Beatrice Fihn, executive director of the 2017 Nobel Peace Prize-winning group the International Campaign to Abolish Nuclear Weapons (ICAN), will deliver the 24th annual Hesburgh Lecture in Ethics and Public Policy at 4 p.m. Tuesday (April 17) in the McCartan Courtroom, Eck Hall of Law, at the University of Notre Dame.
The Hesburgh Lecture is a signature event of Notre Dame’s Kroc Institute for International Peace Studies, part of Notre Dame’s new Keough School of Global Affairs.
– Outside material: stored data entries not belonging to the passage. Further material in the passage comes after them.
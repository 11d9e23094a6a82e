//! Type, default-value and operator mapping for the SWC backend

use dualgen_core::lang::node_kinds;
use dualgen_core::lang::operators::{self, OperatorId};
use dualgen_core::lang::types;

use super::SwcCodegen;
use crate::backend::Backend;
use crate::backend::errors::{CodegenError, CodegenResult};
use crate::ir::{IrSpan, IrType};

impl SwcCodegen<'_> {
    /// Rust spelling of a DSL type.
    pub(crate) fn type_name(&self, ty: &IrType, span: IrSpan) -> CodegenResult<String> {
        Ok(match ty {
            IrType::Primitive(p) => types::primitive(p.id()).swc_name.to_string(),
            IrType::Named(name) => match node_kinds::from_str(name) {
                Some(id) => node_kinds::info_for(id).swc_type.to_string(),
                None => name.clone(),
            },
            IrType::Optional(inner) => format!("Option<{}>", self.type_name(inner, span)?),
            IrType::Collection { kind, args } => {
                let info = types::collection(kind.id());
                if args.len() != info.arity {
                    return Err(CodegenError::unsupported(
                        format!("type `{}` ({} expects {} type arguments)", ty, info.name, info.arity),
                        Backend::Swc,
                        span,
                    ));
                }
                let args = args
                    .iter()
                    .map(|a| self.type_name(a, span))
                    .collect::<CodegenResult<Vec<_>>>()?;
                format!("{}<{}>", info.swc_name, args.join(", "))
            }
            IrType::Reference { mutable, inner } => {
                format!("&{}{}", if *mutable { "mut " } else { "" }, self.type_name(inner, span)?)
            }
            IrType::Tuple(items) => {
                let items = items
                    .iter()
                    .map(|a| self.type_name(a, span))
                    .collect::<CodegenResult<Vec<_>>>()?;
                match items.len() {
                    1 => format!("({},)", items[0]),
                    _ => format!("({})", items.join(", ")),
                }
            }
        })
    }

    /// Native default value of a DSL type.
    pub(crate) fn default_value(&self, ty: &IrType) -> String {
        match ty {
            IrType::Primitive(p) => types::primitive(p.id()).swc_default.to_string(),
            IrType::Collection { kind, .. } => types::collection(kind.id()).swc_default.to_string(),
            IrType::Optional(_) => "None".to_string(),
            IrType::Named(name) if self.user_types.is_struct(name) => format!("{}::default()", name),
            IrType::Named(_) | IrType::Reference { .. } | IrType::Tuple(_) => "Default::default()".to_string(),
        }
    }

    /// Whether `#[derive(Default)]` can be used for a field of this type.
    pub(crate) fn is_defaultable(&self, ty: &IrType) -> bool {
        match ty {
            IrType::Primitive(_) | IrType::Collection { .. } | IrType::Optional(_) => true,
            IrType::Named(name) => node_kinds::from_str(name).is_none(),
            IrType::Reference { .. } => false,
            IrType::Tuple(items) => items.iter().all(|t| self.is_defaultable(t)),
        }
    }

    /// Rust spelling of an operator, or `UnsupportedConstruct` when SWC has none.
    pub(crate) fn operator(&self, id: OperatorId, span: IrSpan) -> CodegenResult<&'static str> {
        operators::spelling(id, Backend::Swc.target()).ok_or_else(|| {
            CodegenError::unsupported(
                format!("operator `{}`", operators::info_for(id).dsl),
                Backend::Swc,
                span,
            )
        })
    }

    /// SWC struct/enum name a scrutinee of this type has, for enum-path trimming.
    pub(crate) fn swc_type_of(&self, ty: Option<&IrType>) -> Option<&'static str> {
        ty.and_then(|t| t.node_kind()).map(|id| node_kinds::info_for(id).swc_type)
    }
}

#[cfg(test)]
mod tests {
    use super::*;
    use crate::backend::detection::Detection;
    use crate::config::CodegenConfig;
    use crate::ir::{CollectionKind, IrModule, IrProgram, IrTopLevel};

    fn with_codegen<R>(f: impl FnOnce(&SwcCodegen<'_>) -> R) -> R {
        let program = IrProgram::new(IrTopLevel::Module(IrModule {
            name: "m".into(),
            items: vec![],
            span: IrSpan::default(),
        }));
        let detection = Detection::default();
        let config = CodegenConfig::default();
        let codegen = SwcCodegen::new(&program, &detection, &config);
        f(&codegen)
    }

    #[test]
    fn test_type_names() {
        with_codegen(|c| {
            let span = IrSpan::default();
            assert_eq!(c.type_name(&IrType::str(), span).unwrap(), "String");
            assert_eq!(
                c.type_name(&IrType::hashmap(IrType::str(), IrType::vec(IrType::int())), span)
                    .unwrap(),
                "HashMap<String, Vec<i64>>"
            );
            assert_eq!(c.type_name(&IrType::named("CallExpression"), span).unwrap(), "CallExpr");
            assert_eq!(c.type_name(&IrType::optional(IrType::bool()), span).unwrap(), "Option<bool>");
        });
    }

    #[test]
    fn test_wrong_arity_is_unsupported() {
        with_codegen(|c| {
            let ty = IrType::Collection {
                kind: CollectionKind::HashMap,
                args: vec![IrType::str()],
            };
            let err = c.type_name(&ty, IrSpan::default()).unwrap_err();
            assert!(matches!(err, CodegenError::UnsupportedConstruct { backend: Backend::Swc, .. }));
        });
    }

    #[test]
    fn test_defaults() {
        with_codegen(|c| {
            assert_eq!(c.default_value(&IrType::str()), "String::new()");
            assert_eq!(c.default_value(&IrType::hashset(IrType::str())), "HashSet::new()");
            assert_eq!(c.default_value(&IrType::optional(IrType::int())), "None");
            assert_eq!(c.default_value(&IrType::named("Expression")), "Default::default()");
        });
    }

    #[test]
    fn test_pow_has_no_swc_spelling() {
        with_codegen(|c| {
            assert!(c.operator(OperatorId::Pow, IrSpan::default()).is_err());
            assert_eq!(c.operator(OperatorId::Eq, IrSpan::default()).unwrap(), "==");
        });
    }
}
//! One-line diagnostic rendering
//!
//! Every error and warning in dualgen implements [`miette::Diagnostic`] with a stable code. The CLI
//! prints them as
//!
//! ```text
//! error[E0201]: unsupported construct operator `**` for the swc backend
//!   --> 3:14
//! ```
//!
//! The location line is present only when the IR carried a span.

use std::fmt;

use miette::{Diagnostic, Severity};

use super::loader::ParseError;
use super::validate::ValidationError;
use crate::backend::{CodegenError, CodegenWarning};
use crate::ir::IrSpan;

/// A rendered-ready diagnostic.
#[derive(Debug, Clone, PartialEq, Eq)]
pub struct Report {
    pub severity: Severity,
    pub code: String,
    pub message: String,
    pub span: Option<IrSpan>,
    pub help: Option<String>,
}

impl Report {
    /// Build a report from any diagnostic; the span is supplied by the caller since IR spans are
    /// not miette source spans.
    pub fn new(diagnostic: &dyn Diagnostic, span: Option<IrSpan>) -> Self {
        Self {
            severity: diagnostic.severity().unwrap_or(Severity::Error),
            code: diagnostic.code().map_or_else(|| "E0000".to_string(), |c| c.to_string()),
            message: diagnostic.to_string(),
            span,
            help: diagnostic.help().map(|h| h.to_string()),
        }
    }

    pub fn is_error(&self) -> bool {
        self.severity == Severity::Error
    }
}

impl fmt::Display for Report {
    fn fmt(&self, f: &mut fmt::Formatter<'_>) -> fmt::Result {
        let label = match self.severity {
            Severity::Error => "error",
            Severity::Warning => "warning",
            Severity::Advice => "note",
        };
        write!(f, "{}[{}]: {}", label, self.code, self.message)?;
        if let Some(span) = self.span {
            write!(f, "\n  --> {}", span)?;
        }
        Ok(())
    }
}

impl From<&CodegenError> for Report {
    fn from(err: &CodegenError) -> Self {
        Report::new(err, err.span())
    }
}

impl From<&CodegenWarning> for Report {
    fn from(warning: &CodegenWarning) -> Self {
        Report::new(warning, warning.span())
    }
}

impl From<&ValidationError> for Report {
    fn from(err: &ValidationError) -> Self {
        Report::new(err, err.span())
    }
}

impl From<&ParseError> for Report {
    fn from(err: &ParseError) -> Self {
        // the location is already part of the message
        Report::new(err, None)
    }
}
Fihn’s lecture, titled “Faith and Fury: The Moral, Legal and Rational Argument to End the Nuclear Threat for Good,” will focus on the threat of nuclear war, exacerbated by heightened tensions and rhetoric between the United States and North Korea. She will also address the rationale and import of ICAN’s call for a ban on nuclear weapons. ICAN, a coalition of nongovernmental organizations in 101 countries, was awarded the Nobel Peace Prize for its advocacy work to promote the passage of the Treaty on the Prohibition of Nuclear Weapons, adopted at the United Nations in July 2017 by 122 countries (not including the United States).
“The belief of some governments that nuclear weapons are a legitimate and essential source of security is not only misguided, but also dangerous,” Fihn said in her Oct. 6, 2017, Nobel Prize acceptance speech. “This is a time of great global tension, when fiery rhetoric could all too easily lead us, inexorably, to unspeakable horror. … If ever there were a moment for nations to declare their unequivocal opposition to nuclear weapons, that moment is now.”
Fihn holds a law degree from the University of London. Prior to serving as ICAN’s executive director, she managed the disarmament program at the Women’s International League for Peace and Freedom and the Reaching Critical Will project. She also worked for the Geneva Centre for Security Policy.
“We are delighted to welcome Beatrice Fihn to campus,” says Asher Kaufman, John M. Regan Jr. Director of the Kroc Institute. “Nuclear disarmament was a key concern of Kroc’s co-founder, Father Hesburgh, and we have no doubt that Ms. Fihn’s input will be both timely and will stimulate continued dialogue here on campus.”
The lecture is free and open to the public. It will also be live-streamed.
Fihn’s work echoes the concerns of Rev. Theodore M. Hesburgh, C.S.C., the late president emeritus of Notre Dame and the namesake for the Hesburgh Lecture. In 1985, Father Hesburgh spoke in San Diego, California, urging religious leaders and scientists to work together to stop nuclear arms proliferation and advocating for the important role universities could play in training these leaders. At this lecture, Father Hesburgh met Joan B. Kroc, who would go on to give the founding gift to establish the Kroc Institute in 1986.
The Hesburgh Lecture series began in 1995. Each year, a distinguished scholar, policymaker and/or peace advocate is invited to deliver a major lecture on an issue related to ethics and public policy in the context of peace and justice.
Fihn will be the fifth Nobel Prize Laureate to visit the Kroc Institute.
Past Hesburgh lecturers have included Amitav Ghosh (2017), Indian novelist and public intellectual; Bill McKibben (2016), author, scholar and environmentalist; Ebrahim Rasool (2014), South Africa’s ambassador to the United States; Amartya Sen (2012), 1998 winner of the Nobel Prize in economics, Lamont University professor and professor of economics and philosophy at Harvard University; and Shirin Ebadi (2009), 2003 Nobel Peace Prize laureate, lawyer and human rights advocate in Iran.